Opinion
790 KA 19-00797
11-17-2023
MARK D. FUNK, CONFLICT DEFENDER, ROCHESTER (CAROLYN WALTHER OF COUNSEL), FOR DEFENDANT-APPELLANT. SANDRA DOORLEY, DISTRICT ATTORNEY, ROCHESTER (MARTIN P. MCCARTHY, II, OF COUNSEL), FOR RESPONDENT.
MARK D. FUNK, CONFLICT DEFENDER, ROCHESTER (CAROLYN WALTHER OF COUNSEL), FOR DEFENDANT-APPELLANT.
SANDRA DOORLEY, DISTRICT ATTORNEY, ROCHESTER (MARTIN P. MCCARTHY, II, OF COUNSEL), FOR RESPONDENT.
PRESENT: WHALEN, P.J., SMITH, LINDLEY, BANNISTER, AND MONTOUR, JJ.
MEMORANDUM AND ORDER It is hereby ORDERED that the judgment so appealed from is unanimously modified on the law by reversing that part convicting defendant of attempted assault in the second degree and dismissing count one of the indictment and as modified the judgment is affirmed.
Memorandum: Defendant appeals from a judgment convicting him following a bench trial of, inter alia, attempted assault in the second degree ( Penal Law §§ 110.00, 120.05 [1] ), attempted assault in the first degree ( §§ 110.00, 120.10 [1] ), and assault in the second degree ( § 120.05 [2] ). We previously held this case, reserved decision, and remitted the matter to County Court for a ruling on defendant's motion for a trial order of dismissal, on which the court had reserved decision but failed to rule ( People v. Roach , 213 A.D.3d 1274, 1274, 181 N.Y.S.3d 505 [4th Dept. 2023] ). Upon remittal, the court denied the motion. Contrary to defendant's contention, we conclude that his conviction on the challenged counts is supported by legally sufficient evidence (see generally People v. Bleakley , 69 N.Y.2d 490, 495, 515 N.Y.S.2d 761, 508 N.E.2d 672 [1987] ). Further, viewing the evidence in light of the elements of the crimes in this nonjury trial (see People v. Danielson , 9 N.Y.3d 342, 349, 849 N.Y.S.2d 480, 880 N.E.2d 1 [2007] ), we reject defendant's contention that the verdict is against the weight of the evidence (see generally Bleakley , 69 N.Y.2d at 495, 515 N.Y.S.2d 761, 508 N.E.2d 672 ).
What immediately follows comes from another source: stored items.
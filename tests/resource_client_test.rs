mod common;

use axum::{Router, routing::get};
use crudflow::client::{ClientError, ErrorKind, HttpResourceClient, ResourceClient};
use crudflow::config::ResourceConfig;
use serde_json::json;

use common::{fields, start_backend};

fn client(base_url: &str, resource: &str) -> HttpResourceClient {
    HttpResourceClient::new(ResourceConfig::new(base_url, resource))
        .expect("Failed to create client")
}

#[tokio::test]
async fn test_create_then_list_includes_record() {
    let backend = start_backend().await;
    let tasks = client(&backend.base_url, "tasks");

    let created = tasks
        .create(&fields(json!({ "title": "Buy milk" })))
        .await
        .expect("Failed to create task");
    assert_eq!(created.id, "1");
    assert_eq!(created.text("title").as_deref(), Some("Buy milk"));

    let listed = tasks.list().await.expect("Failed to list tasks");
    assert_eq!(listed, vec![created]);
}

#[tokio::test]
async fn test_delete_then_list_excludes_record() {
    let backend = start_backend().await;
    let tasks = client(&backend.base_url, "tasks");

    let keep = tasks.create(&fields(json!({ "title": "keep" }))).await.unwrap();
    let gone = tasks.create(&fields(json!({ "title": "gone" }))).await.unwrap();

    tasks.delete(&gone.id).await.expect("Failed to delete task");

    let ids: Vec<String> = tasks.list().await.unwrap().into_iter().map(|r| r.id).collect();
    assert_eq!(ids, vec![keep.id]);
}

#[tokio::test]
async fn test_update_only_touches_target() {
    let backend = start_backend().await;
    let tasks = client(&backend.base_url, "tasks");

    let first = tasks.create(&fields(json!({ "title": "first" }))).await.unwrap();
    let second = tasks.create(&fields(json!({ "title": "second" }))).await.unwrap();

    let updated = tasks
        .update(&second.id, &fields(json!({ "title": "second, edited" })))
        .await
        .expect("Failed to update task");
    assert_eq!(updated.id, second.id);

    let listed = tasks.list().await.unwrap();
    assert_eq!(listed[0], first);
    assert_eq!(listed[1].text("title").as_deref(), Some("second, edited"));
}

#[tokio::test]
async fn test_ids_are_not_reused_after_delete() {
    let backend = start_backend().await;
    let tasks = client(&backend.base_url, "tasks");

    let first = tasks.create(&fields(json!({ "title": "a" }))).await.unwrap();
    tasks.delete(&first.id).await.unwrap();
    let second = tasks.create(&fields(json!({ "title": "b" }))).await.unwrap();
    assert_eq!(second.id, "2");
}

#[tokio::test]
async fn test_collections_are_independent() {
    let backend = start_backend().await;
    let cart = client(&backend.base_url, "cart");
    let tasks = client(&backend.base_url, "tasks");

    cart.create(&fields(json!({ "donutId": "1", "quantity": 2 }))).await.unwrap();
    assert!(tasks.list().await.unwrap().is_empty());
}

#[tokio::test]
async fn test_missing_record_is_network_error() {
    let backend = start_backend().await;
    let tasks = client(&backend.base_url, "tasks");

    let err = tasks.delete("404").await.unwrap_err();
    assert!(matches!(err, ClientError::Status { status: 404, .. }));
    assert_eq!(err.kind(), ErrorKind::Network);
}

#[tokio::test]
async fn test_unreachable_server_is_network_error() {
    let listener = tokio::net::TcpListener::bind("127.0.0.1:0").await.unwrap();
    let addr = listener.local_addr().unwrap();
    drop(listener);

    let tasks = client(&format!("http://{}", addr), "tasks");
    let err = tasks.list().await.unwrap_err();
    assert_eq!(err.kind(), ErrorKind::Network);
}

#[tokio::test]
async fn test_non_array_list_is_decode_error() {
    let app = Router::new()
        .route("/tasks", get(|| async { axum::Json(json!({ "tasks": [] })) }))
        .route("/broken", get(|| async { "<html>oops</html>" }));
    let listener = tokio::net::TcpListener::bind("127.0.0.1:0").await.unwrap();
    let addr = listener.local_addr().unwrap();
    tokio::spawn(async move {
        let _ = axum::serve(listener, app).await;
    });

    let base = format!("http://{}", addr);

    let err = client(&base, "tasks").list().await.unwrap_err();
    assert_eq!(err.kind(), ErrorKind::Decode);

    let err = client(&base, "broken").list().await.unwrap_err();
    assert_eq!(err.kind(), ErrorKind::Decode);
}

#[tokio::test]
async fn test_reserved_characters_in_id_stay_in_path() {
    let backend = start_backend().await;
    let tasks = client(&backend.base_url, "tasks");

    let first = tasks.create(&fields(json!({ "title": "keep me" }))).await.unwrap();
    assert_eq!(first.id, "1");

    for id in ["1?x=2", "1#frag", "1/extra"] {
        let err = tasks.delete(id).await.unwrap_err();
        assert!(matches!(err, ClientError::Status { status: 404, .. }), "{}: {:?}", id, err);
        let err = tasks
            .update(id, &fields(json!({ "title": "hijacked" })))
            .await
            .unwrap_err();
        assert!(matches!(err, ClientError::Status { status: 404, .. }), "{}: {:?}", id, err);
    }

    assert_eq!(tasks.list().await.unwrap(), vec![first]);
}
As defendant contends and the People correctly concede, however, as charged here, attempted assault in the second degree is a lesser included offense of attempted assault in the first degree (see People v. Argueta , 194 A.D.3d 857, 860, 149 N.Y.S.3d 104 [2d Dept. 2021], lv denied 37 N.Y.3d 970, 150 N.Y.S.3d 680, 172 N.E.3d 792 [2021] ), and thus should have been considered only in the alternative as a lesser inclusory concurrent count of attempted assault in the first degree (see CPL 300.40 [3] [b] ; People v. Hamm , 96 A.D.3d 1482, 1483-1484, 946 N.Y.S.2d 745 [4th Dept. 2012], affd 21 N.Y.3d 708, 977 N.Y.S.2d 672, 999 N.E.2d 1117 [2013] ; People v. Johnson , 81 A.D.3d 1428, 1429, 917 N.Y.S.2d 487 [4th Dept. 2011], lv denied 16 N.Y.3d 896, 926 N.Y.S.2d 31, 949 N.E.2d 979 [2011] ). We therefore modify the judgment accordingly. The sentence is not otherwise unduly harsh or severe.